### DATA SHOWN
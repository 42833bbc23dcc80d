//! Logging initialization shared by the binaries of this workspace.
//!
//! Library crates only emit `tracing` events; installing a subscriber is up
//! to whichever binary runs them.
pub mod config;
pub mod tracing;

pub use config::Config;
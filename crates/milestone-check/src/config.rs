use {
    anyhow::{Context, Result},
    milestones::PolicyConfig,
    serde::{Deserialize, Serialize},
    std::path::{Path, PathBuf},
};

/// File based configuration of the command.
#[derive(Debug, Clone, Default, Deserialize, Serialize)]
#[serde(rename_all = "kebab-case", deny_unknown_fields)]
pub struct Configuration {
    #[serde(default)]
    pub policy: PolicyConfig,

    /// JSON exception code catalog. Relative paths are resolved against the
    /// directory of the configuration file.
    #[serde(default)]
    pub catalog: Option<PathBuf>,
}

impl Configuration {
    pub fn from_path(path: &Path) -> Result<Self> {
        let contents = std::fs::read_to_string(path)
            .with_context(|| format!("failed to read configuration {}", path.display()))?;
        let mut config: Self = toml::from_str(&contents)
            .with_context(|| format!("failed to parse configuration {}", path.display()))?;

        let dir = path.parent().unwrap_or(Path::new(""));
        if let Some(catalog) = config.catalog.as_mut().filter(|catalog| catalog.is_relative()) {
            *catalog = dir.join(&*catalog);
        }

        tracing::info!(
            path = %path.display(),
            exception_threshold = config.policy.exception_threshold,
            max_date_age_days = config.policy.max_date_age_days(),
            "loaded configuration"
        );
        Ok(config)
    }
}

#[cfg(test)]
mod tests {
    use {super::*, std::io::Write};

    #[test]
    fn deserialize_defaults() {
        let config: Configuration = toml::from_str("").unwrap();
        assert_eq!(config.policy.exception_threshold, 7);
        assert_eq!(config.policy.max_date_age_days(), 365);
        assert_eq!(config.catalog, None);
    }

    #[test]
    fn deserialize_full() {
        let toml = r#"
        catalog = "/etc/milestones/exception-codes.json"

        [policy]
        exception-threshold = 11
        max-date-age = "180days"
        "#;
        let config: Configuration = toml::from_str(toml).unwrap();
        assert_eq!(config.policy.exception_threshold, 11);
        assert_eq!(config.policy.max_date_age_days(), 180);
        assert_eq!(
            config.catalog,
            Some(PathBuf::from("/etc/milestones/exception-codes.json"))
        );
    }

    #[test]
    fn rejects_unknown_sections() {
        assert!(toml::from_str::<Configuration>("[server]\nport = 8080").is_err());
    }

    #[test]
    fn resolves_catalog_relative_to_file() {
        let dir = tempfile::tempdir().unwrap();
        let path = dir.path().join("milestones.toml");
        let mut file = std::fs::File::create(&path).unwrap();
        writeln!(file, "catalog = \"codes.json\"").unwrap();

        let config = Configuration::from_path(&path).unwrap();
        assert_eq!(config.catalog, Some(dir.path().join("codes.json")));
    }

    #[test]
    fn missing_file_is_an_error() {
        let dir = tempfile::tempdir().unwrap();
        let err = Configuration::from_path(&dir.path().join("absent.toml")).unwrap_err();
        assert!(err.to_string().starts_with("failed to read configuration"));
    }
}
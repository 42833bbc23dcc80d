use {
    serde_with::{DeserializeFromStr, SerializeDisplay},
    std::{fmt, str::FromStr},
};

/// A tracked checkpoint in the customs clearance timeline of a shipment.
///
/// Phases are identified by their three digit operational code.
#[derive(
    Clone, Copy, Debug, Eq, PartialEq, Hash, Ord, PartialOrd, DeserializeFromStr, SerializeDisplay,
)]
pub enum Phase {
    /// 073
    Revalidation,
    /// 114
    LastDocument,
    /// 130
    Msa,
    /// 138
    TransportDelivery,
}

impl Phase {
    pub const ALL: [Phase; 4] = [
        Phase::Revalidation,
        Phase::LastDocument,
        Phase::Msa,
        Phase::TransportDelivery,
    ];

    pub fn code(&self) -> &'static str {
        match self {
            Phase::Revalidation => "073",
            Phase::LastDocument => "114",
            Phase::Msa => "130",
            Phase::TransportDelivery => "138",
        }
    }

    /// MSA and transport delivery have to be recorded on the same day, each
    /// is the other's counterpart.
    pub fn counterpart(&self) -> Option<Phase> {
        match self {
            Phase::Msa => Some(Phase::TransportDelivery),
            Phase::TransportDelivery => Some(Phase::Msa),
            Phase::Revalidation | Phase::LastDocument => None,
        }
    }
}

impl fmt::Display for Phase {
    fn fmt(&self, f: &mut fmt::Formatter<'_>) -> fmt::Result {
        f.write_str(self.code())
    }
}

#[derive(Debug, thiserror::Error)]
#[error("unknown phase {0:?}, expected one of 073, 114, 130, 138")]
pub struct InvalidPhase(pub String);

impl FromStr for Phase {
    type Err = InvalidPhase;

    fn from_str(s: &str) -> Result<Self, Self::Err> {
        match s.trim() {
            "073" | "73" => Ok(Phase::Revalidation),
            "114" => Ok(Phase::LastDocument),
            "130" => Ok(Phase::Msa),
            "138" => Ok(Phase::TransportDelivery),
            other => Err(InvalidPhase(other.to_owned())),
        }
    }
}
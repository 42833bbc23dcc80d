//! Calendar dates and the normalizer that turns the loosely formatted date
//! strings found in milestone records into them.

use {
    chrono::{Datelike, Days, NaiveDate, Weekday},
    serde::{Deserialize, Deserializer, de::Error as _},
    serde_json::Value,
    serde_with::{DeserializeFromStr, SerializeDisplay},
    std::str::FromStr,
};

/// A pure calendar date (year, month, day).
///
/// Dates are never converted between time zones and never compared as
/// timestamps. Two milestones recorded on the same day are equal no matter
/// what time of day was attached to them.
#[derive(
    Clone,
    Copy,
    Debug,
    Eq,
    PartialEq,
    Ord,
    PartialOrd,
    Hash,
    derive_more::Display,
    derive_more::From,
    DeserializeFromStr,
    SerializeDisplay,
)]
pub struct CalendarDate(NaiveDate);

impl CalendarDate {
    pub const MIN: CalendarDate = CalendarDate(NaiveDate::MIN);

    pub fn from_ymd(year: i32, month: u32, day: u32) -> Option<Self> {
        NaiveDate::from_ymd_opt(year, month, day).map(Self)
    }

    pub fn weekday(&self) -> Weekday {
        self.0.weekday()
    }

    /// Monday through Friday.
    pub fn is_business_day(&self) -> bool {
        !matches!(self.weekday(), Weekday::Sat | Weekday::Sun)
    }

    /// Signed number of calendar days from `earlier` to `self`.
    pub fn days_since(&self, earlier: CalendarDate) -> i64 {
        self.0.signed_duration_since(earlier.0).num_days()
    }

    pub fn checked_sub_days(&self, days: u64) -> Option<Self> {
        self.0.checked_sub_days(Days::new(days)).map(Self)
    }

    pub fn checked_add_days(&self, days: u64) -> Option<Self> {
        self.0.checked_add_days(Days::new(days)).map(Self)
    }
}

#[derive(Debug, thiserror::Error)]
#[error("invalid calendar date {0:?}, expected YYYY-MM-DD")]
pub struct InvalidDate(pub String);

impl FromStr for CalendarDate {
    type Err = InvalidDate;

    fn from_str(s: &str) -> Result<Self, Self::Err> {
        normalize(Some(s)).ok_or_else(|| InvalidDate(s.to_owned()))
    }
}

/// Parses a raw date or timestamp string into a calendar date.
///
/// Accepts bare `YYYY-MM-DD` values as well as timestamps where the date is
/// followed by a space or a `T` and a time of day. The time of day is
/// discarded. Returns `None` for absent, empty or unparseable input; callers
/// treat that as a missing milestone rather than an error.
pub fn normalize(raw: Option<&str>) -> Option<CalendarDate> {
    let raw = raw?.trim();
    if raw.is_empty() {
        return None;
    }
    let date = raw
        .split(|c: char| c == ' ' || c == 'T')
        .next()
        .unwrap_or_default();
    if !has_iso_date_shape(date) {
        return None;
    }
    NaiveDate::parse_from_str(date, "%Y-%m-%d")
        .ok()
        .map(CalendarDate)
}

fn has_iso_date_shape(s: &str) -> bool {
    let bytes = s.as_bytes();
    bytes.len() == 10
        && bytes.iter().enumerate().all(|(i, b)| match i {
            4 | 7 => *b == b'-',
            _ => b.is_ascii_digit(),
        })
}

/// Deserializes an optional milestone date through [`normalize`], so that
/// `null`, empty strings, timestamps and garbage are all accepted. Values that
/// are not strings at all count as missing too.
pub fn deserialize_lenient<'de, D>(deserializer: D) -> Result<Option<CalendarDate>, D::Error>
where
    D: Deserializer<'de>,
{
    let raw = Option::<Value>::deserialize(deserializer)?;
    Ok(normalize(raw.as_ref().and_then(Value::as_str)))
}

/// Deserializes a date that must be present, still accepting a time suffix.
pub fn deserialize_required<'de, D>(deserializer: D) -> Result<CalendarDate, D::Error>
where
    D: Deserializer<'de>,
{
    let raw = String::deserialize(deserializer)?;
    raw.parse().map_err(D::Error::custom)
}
...
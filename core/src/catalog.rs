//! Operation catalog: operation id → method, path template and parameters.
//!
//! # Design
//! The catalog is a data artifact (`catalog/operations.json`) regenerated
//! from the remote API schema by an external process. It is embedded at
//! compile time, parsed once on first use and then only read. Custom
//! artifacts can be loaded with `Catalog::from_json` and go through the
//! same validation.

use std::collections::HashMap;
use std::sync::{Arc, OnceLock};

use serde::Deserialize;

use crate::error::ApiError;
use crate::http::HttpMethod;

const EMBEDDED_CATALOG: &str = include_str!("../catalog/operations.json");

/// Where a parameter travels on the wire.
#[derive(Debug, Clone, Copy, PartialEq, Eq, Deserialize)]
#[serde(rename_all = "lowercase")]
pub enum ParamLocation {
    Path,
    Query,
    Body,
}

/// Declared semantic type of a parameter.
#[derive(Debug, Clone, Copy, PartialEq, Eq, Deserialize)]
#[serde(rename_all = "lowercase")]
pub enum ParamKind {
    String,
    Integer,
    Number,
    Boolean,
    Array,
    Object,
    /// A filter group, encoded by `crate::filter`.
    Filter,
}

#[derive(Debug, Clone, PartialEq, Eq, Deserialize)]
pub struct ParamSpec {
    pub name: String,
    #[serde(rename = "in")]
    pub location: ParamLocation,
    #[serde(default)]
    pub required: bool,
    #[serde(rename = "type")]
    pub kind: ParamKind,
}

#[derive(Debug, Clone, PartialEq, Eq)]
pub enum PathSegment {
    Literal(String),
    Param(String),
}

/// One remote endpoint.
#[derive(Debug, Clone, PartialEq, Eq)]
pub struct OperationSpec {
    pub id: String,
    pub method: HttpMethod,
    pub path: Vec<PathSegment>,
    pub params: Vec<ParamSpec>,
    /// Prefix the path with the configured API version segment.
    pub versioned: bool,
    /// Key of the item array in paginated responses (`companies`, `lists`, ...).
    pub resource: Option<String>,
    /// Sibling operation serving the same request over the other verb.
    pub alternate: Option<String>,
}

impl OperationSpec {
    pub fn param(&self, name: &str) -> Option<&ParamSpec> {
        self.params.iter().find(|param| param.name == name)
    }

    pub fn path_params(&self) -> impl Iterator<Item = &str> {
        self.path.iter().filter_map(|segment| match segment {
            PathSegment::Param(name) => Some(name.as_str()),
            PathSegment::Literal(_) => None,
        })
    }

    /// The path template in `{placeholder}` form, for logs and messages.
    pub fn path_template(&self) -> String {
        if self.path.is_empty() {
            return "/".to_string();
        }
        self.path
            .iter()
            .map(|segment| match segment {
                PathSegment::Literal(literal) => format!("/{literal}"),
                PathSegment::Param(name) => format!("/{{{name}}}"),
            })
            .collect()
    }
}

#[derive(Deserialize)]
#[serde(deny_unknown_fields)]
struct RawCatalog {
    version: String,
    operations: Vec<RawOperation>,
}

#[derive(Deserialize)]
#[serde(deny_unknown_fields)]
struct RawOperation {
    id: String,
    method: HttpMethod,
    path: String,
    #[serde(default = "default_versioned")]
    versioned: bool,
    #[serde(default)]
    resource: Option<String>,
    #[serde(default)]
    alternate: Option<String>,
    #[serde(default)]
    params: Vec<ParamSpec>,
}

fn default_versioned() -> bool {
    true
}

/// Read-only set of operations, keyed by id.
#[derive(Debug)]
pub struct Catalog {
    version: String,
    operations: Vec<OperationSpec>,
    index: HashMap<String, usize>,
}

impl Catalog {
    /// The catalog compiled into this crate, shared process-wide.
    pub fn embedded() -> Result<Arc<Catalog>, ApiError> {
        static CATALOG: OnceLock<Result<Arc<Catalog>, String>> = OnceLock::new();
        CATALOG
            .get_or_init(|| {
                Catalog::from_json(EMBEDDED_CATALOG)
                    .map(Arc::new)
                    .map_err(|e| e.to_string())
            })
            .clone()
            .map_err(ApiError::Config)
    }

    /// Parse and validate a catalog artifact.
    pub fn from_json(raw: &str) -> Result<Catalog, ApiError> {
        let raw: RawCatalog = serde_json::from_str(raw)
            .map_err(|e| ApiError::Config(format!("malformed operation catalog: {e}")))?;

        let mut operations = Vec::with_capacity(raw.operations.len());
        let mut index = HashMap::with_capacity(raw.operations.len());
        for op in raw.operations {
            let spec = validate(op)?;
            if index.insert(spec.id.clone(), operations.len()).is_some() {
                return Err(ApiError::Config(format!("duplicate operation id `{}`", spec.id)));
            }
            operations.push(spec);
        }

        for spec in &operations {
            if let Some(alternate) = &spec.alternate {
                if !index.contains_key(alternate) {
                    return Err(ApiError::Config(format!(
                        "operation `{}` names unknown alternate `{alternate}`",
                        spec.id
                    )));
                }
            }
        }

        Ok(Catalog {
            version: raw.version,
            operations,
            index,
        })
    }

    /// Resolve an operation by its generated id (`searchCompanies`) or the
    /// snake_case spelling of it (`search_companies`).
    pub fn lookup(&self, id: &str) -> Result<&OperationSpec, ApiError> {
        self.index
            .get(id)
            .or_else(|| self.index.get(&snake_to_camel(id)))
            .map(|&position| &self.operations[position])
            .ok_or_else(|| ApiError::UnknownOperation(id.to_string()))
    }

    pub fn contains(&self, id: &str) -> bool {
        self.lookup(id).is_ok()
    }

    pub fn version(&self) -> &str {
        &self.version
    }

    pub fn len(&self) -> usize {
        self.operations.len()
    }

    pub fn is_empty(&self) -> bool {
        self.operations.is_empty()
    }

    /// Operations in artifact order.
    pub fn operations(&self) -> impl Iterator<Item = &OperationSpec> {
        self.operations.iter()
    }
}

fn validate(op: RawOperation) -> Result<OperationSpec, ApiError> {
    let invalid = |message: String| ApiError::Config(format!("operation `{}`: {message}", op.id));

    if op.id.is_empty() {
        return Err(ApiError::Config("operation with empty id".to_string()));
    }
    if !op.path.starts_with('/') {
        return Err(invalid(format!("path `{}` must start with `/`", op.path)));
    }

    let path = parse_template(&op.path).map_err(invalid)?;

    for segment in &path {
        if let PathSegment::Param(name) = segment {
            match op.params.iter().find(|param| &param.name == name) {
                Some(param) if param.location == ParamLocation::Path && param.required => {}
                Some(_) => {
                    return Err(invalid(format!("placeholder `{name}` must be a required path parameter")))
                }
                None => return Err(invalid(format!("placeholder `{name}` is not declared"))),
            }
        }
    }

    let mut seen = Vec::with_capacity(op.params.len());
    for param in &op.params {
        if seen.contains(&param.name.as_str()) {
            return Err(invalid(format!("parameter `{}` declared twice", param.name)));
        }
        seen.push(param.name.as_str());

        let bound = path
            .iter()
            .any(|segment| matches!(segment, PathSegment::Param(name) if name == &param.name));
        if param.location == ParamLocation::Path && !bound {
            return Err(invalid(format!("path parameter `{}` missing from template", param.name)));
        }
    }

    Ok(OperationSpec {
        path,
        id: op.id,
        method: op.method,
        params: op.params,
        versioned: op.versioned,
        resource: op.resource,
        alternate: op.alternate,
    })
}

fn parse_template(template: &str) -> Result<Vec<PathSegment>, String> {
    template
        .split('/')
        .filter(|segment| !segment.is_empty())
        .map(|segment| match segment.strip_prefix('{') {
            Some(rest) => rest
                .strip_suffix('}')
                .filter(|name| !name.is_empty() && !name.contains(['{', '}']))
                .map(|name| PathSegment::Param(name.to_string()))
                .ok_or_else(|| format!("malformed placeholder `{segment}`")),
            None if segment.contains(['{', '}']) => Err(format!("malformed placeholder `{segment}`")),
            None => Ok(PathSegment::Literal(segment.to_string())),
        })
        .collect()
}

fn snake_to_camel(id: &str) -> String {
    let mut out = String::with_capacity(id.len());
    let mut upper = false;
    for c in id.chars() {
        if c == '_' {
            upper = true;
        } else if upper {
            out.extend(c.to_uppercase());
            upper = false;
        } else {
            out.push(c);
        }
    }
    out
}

### ABOUT THIS EXERCISE
Lines containing the word "Deserializes": copy every one of them from the records above.

### TASK OUTPUT
/// Deserializes an optional milestone date through [`normalize`], so that
/// Deserializes a date that must be present, still accepting a time suffix.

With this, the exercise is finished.